Insights into sulfamethazine adsorption interfacial interaction mechanism on mesoporous cellulose biochar: Coupling DFT/FOT simulations with experiments

Abstract

Abstract Sulfonamide antibiotic contamination promotes the generation of resistance genes, whereas its removal remains a great challenge due to the lack of understanding in its removal micro-mechanism and efficient adsorbents. In this study, the interfacial interaction mechanism associated with the adsorption of sulfamethazine (SMT) on mesoporous cellulose biochar (MCB) adsorbents were studied, as well as the influences of pH value, cations and humic acid (HA) on this interfacial interaction mechanism. A π-electron interaction, not electrostatic interactions, is the main interfacial interaction mechanism. A thermodynamic and kinetic study revealed that the monolayer adsorption occurred and was dominated by chemisorption.

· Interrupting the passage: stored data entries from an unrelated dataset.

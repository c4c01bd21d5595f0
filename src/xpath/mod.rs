//! XPath Support
//!
//! This module evaluates the location paths the mapper builds (and the
//! paths users supply through `xpath` options) against a document tree.
//!
//! ## Limitations
//!
//! This is a location-path subset, which is what mapping needs:
//! - absolute and relative paths, `.`, `..`, `//`
//! - name tests with optional prefix, `*`, `text()`, `node()`, `@name`, `@*`
//! - predicates `[n]`, `[@name]`, `[@name='value']`
//!
//! Functions, operators and other axes are rejected with [`Error::XPath`].

mod selectors;

pub use selectors::{
    is_ncname, is_ncname_char, split_path, LocationPath, PathStep, PathStepKind, Predicate,
};

use crate::documents::node_text;
use crate::error::{Error, Result};
use crate::namespaces::NamespaceBindings;
use roxmltree::Node;

/// One item selected by a path: a tree node or an attribute of an element
#[derive(Debug, Clone)]
pub enum XPathMatch<'a, 'input> {
    /// An element, text or document node
    Node(Node<'a, 'input>),
    /// An attribute of `owner`
    Attribute {
        /// Element carrying the attribute
        owner: Node<'a, 'input>,
        /// Local name of the attribute
        name: String,
        /// Attribute value
        value: String,
    },
}

impl<'a, 'input> XPathMatch<'a, 'input> {
    /// The node, when the match is a tree node
    pub fn node(&self) -> Option<Node<'a, 'input>> {
        match self {
            XPathMatch::Node(node) => Some(*node),
            XPathMatch::Attribute { .. } => None,
        }
    }

    /// String value of the match
    pub fn text(&self) -> String {
        match self {
            XPathMatch::Node(node) => node_text(*node),
            XPathMatch::Attribute { value, .. } => value.clone(),
        }
    }
}

/// Evaluate an XPath expression with `context` as the context node.
///
/// Matches are returned in document order without duplicates. A name test
/// using a prefix that is not bound matches nothing.
pub fn evaluate_xpath<'a, 'input>(
    context: Node<'a, 'input>,
    expression: &str,
    bindings: &NamespaceBindings,
) -> Result<Vec<XPathMatch<'a, 'input>>> {
    let path = LocationPath::compile(expression)?;
    evaluate_path(context, &path, bindings)
}

/// Whether `node` is an element passing the name test of `step`
pub fn matches_step(node: Node<'_, '_>, step: &PathStep, bindings: &NamespaceBindings) -> bool {
    node.is_element()
        && NameTest::new(step, bindings)
            .is_some_and(|test| test.matches(node.tag_name().namespace(), node.tag_name().name()))
}

/// Evaluate a compiled path
pub fn evaluate_path<'a, 'input>(
    context: Node<'a, 'input>,
    path: &LocationPath,
    bindings: &NamespaceBindings,
) -> Result<Vec<XPathMatch<'a, 'input>>> {
    let start = if path.absolute {
        context.document().root()
    } else {
        context
    };
    let mut current = vec![start];

    for step in path.steps() {
        if step.kind == PathStepKind::Attribute {
            return Ok(select_attributes(&current, step, bindings));
        }

        let mut next = Vec::new();
        for node in &current {
            let selected = select_nodes(*node, step, bindings)?;
            next.extend(apply_predicates(selected, &step.predicates, bindings));
        }
        current = in_document_order(next);
    }

    Ok(current.into_iter().map(XPathMatch::Node).collect())
}

fn select_nodes<'a, 'input>(
    node: Node<'a, 'input>,
    step: &PathStep,
    bindings: &NamespaceBindings,
) -> Result<Vec<Node<'a, 'input>>> {
    let selected = match step.kind {
        PathStepKind::Self_ => vec![node],
        PathStepKind::Parent => node.parent().into_iter().collect(),
        PathStepKind::DescendantOrSelf => node.descendants().collect(),
        PathStepKind::Text => node.children().filter(|n| n.is_text()).collect(),
        PathStepKind::AnyNode => node.children().collect(),
        PathStepKind::Child => {
            let test = match NameTest::new(step, bindings) {
                Some(test) => test,
                None => return Ok(Vec::new()),
            };
            node.children()
                .filter(|n| n.is_element())
                .filter(|n| test.matches(n.tag_name().namespace(), n.tag_name().name()))
                .collect()
        }
        PathStepKind::Attribute => {
            return Err(Error::XPath("attribute step outside final position".to_string()))
        }
    };
    Ok(selected)
}

fn select_attributes<'a, 'input>(
    nodes: &[Node<'a, 'input>],
    step: &PathStep,
    bindings: &NamespaceBindings,
) -> Vec<XPathMatch<'a, 'input>> {
    let Some(test) = NameTest::new(step, bindings) else {
        return Vec::new();
    };
    let mut matches = Vec::new();
    for node in nodes.iter().filter(|n| n.is_element()) {
        let selected: Vec<_> = node
            .attributes()
            .filter(|a| test.matches(a.namespace(), a.name()))
            .collect();
        for (index, attr) in selected.iter().enumerate() {
            let keep = step.predicates.iter().all(|p| match p {
                Predicate::Position(pos) => index + 1 == *pos,
                _ => false,
            });
            if keep {
                matches.push(XPathMatch::Attribute {
                    owner: *node,
                    name: attr.name().to_string(),
                    value: attr.value().to_string(),
                });
            }
        }
    }
    matches
}

fn apply_predicates<'a, 'input>(
    mut nodes: Vec<Node<'a, 'input>>,
    predicates: &[Predicate],
    bindings: &NamespaceBindings,
) -> Vec<Node<'a, 'input>> {
    for predicate in predicates {
        nodes = match predicate {
            Predicate::Position(pos) => nodes.into_iter().nth(pos - 1).into_iter().collect(),
            Predicate::HasAttribute(name) => nodes
                .into_iter()
                .filter(|n| attribute_value(*n, name, bindings).is_some())
                .collect(),
            Predicate::AttributeEquals(name, value) => nodes
                .into_iter()
                .filter(|n| attribute_value(*n, name, bindings) == Some(value.as_str()))
                .collect(),
        };
    }
    nodes
}

fn attribute_value<'a>(
    node: Node<'a, '_>,
    qname: &str,
    bindings: &NamespaceBindings,
) -> Option<&'a str> {
    match crate::names::split_qname(qname) {
        (Some(prefix), local) => {
            let uri = bindings.resolve(prefix)?;
            node.attribute((uri, local))
        }
        (None, local) => node.attribute(local),
    }
}

fn in_document_order<'a, 'input>(mut nodes: Vec<Node<'a, 'input>>) -> Vec<Node<'a, 'input>> {
    nodes.sort_by_key(|n| (n.range().start, std::cmp::Reverse(n.range().end)));
    nodes.dedup();
    nodes
}

/// Resolved name test of a step
struct NameTest<'s> {
    namespace: Option<&'s str>,
    local: &'s str,
    any_namespace: bool,
}

impl<'s> NameTest<'s> {
    /// `None` when the step's prefix is not bound
    fn new(step: &'s PathStep, bindings: &'s NamespaceBindings) -> Option<Self> {
        match &step.prefix {
            Some(prefix) => match bindings.resolve(prefix) {
                Some(uri) => Some(Self {
                    namespace: Some(uri),
                    local: &step.name,
                    any_namespace: false,
                }),
                None => {
                    tracing::debug!(
                        prefix = %prefix,
                        "namespace prefix not bound; step matches nothing"
                    );
                    None
                }
            },
            None => Some(Self {
                namespace: None,
                local: &step.name,
                any_namespace: step.is_wildcard(),
            }),
        }
    }

    fn matches(&self, namespace: Option<&str>, local: &str) -> bool {
        let name_ok = self.local == "*" || self.local == local;
        let namespace_ok = self.any_namespace || self.namespace == namespace;
        name_ok && namespace_ok
    }
}

#[cfg(test)]
mod tests {
    use super::*;
    use crate::documents::{parse_document, ParserConfig};

    const BOOK: &str = r#"<book xmlns="urn:loc.gov:books" xmlns:isbn="urn:ISBN:0-395-36341-6">
  <title>Cheaper by the Dozen</title>
  <isbn:number>1568491379</isbn:number>
  <note lang="en">one</note>
  <note lang="fr">deux</note>
</book>"#;

    fn bindings() -> NamespaceBindings {
        let mut b = NamespaceBindings::new();
        b.bind("bk", "urn:loc.gov:books");
        b.bind("isbn", "urn:ISBN:0-395-36341-6");
        b
    }

    #[test]
    fn test_prefixed_child_steps() {
        let doc = parse_document(BOOK, &ParserConfig::default()).unwrap();
        let root = doc.root_element();

        let titles = evaluate_xpath(root, "./bk:title", &bindings()).unwrap();
        assert_eq!(titles.len(), 1);
        assert_eq!(titles[0].text(), "Cheaper by the Dozen");

        let numbers = evaluate_xpath(root, "isbn:number", &bindings()).unwrap();
        assert_eq!(numbers[0].text(), "1568491379");
    }

    #[test]
    fn test_unprefixed_does_not_match_namespaced_elements() {
        let doc = parse_document(BOOK, &ParserConfig::default()).unwrap();
        let matches = evaluate_xpath(doc.root_element(), "./title", &bindings()).unwrap();
        assert!(matches.is_empty());
    }

    #[test]
    fn test_unbound_prefix_matches_nothing() {
        let doc = parse_document(BOOK, &ParserConfig::default()).unwrap();
        let matches = evaluate_xpath(doc.root_element(), "./video:Video", &bindings()).unwrap();
        assert!(matches.is_empty());
    }

    #[test]
    fn test_matches_step_checks_the_node_itself() {
        let doc = parse_document(BOOK, &ParserConfig::default()).unwrap();
        let title = doc.root_element().first_element_child().unwrap();

        let qualified = PathStep::child("title").with_prefix("bk");
        assert!(matches_step(title, &qualified, &bindings()));
        assert!(!matches_step(title, &PathStep::child("title"), &bindings()));
        assert!(!matches_step(title, &PathStep::child("note").with_prefix("bk"), &bindings()));
        assert!(!matches_step(title, &PathStep::child("title").with_prefix("video"), &bindings()));
    }

    #[test]
    fn test_absolute_and_descendant_paths() {
        let xml = "<a><b><c>1</c></b><c>2</c></a>";
        let doc = parse_document(xml, &ParserConfig::default()).unwrap();
        let b = doc.root_element().first_element_child().unwrap();
        let b_bindings = NamespaceBindings::new();

        let all: Vec<_> = evaluate_xpath(b, "//c", &b_bindings)
            .unwrap()
            .iter()
            .map(|m| m.text())
            .collect();
        assert_eq!(all, vec!["1", "2"]);

        let within: Vec<_> = evaluate_xpath(b, ".//c", &b_bindings)
            .unwrap()
            .iter()
            .map(|m| m.text())
            .collect();
        assert_eq!(within, vec!["1"]);

        let root = evaluate_xpath(b, "/a", &b_bindings).unwrap();
        assert_eq!(root.len(), 1);
    }

    #[test]
    fn test_predicates_and_attributes() {
        let doc = parse_document(BOOK, &ParserConfig::default()).unwrap();
        let root = doc.root_element();

        let fr = evaluate_xpath(root, "bk:note[@lang='fr']", &bindings()).unwrap();
        assert_eq!(fr[0].text(), "deux");

        let second = evaluate_xpath(root, "bk:note[2]/@lang", &bindings()).unwrap();
        assert_eq!(second.len(), 1);
        assert_eq!(second[0].text(), "fr");
        assert!(second[0].node().is_none());
    }

    #[test]
    fn test_text_nodes() {
        let xml = "<feature>This is <b>feature</b> text</feature>";
        let doc = parse_document(xml, &ParserConfig::default()).unwrap();
        let texts =
            evaluate_xpath(doc.root_element(), ".//text()", &NamespaceBindings::new()).unwrap();
        assert_eq!(texts.len(), 3);
        assert_eq!(texts[0].text(), "This is ");
    }
}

Density functional theory (DFT) and frontier orbital theory (FOT) simulations were conducted to further explore the interfacial interaction micro-mechanism at the molecular and electronic levels. The adsorption equilibrium configurations confirmed that SMT was adsorbed onto MCB in the V-shape configuration, mainly through π-π EDA interactions. DFT simulations showed that increasing the π electron density of the biochar favored its adsorption of SMT and that the pyrrole groups might be the most effective functionalities for this adsorption. The above findings could provide significant reference value for the design and preparation of efficient sulfonamide antibiotic biochar adsorbents.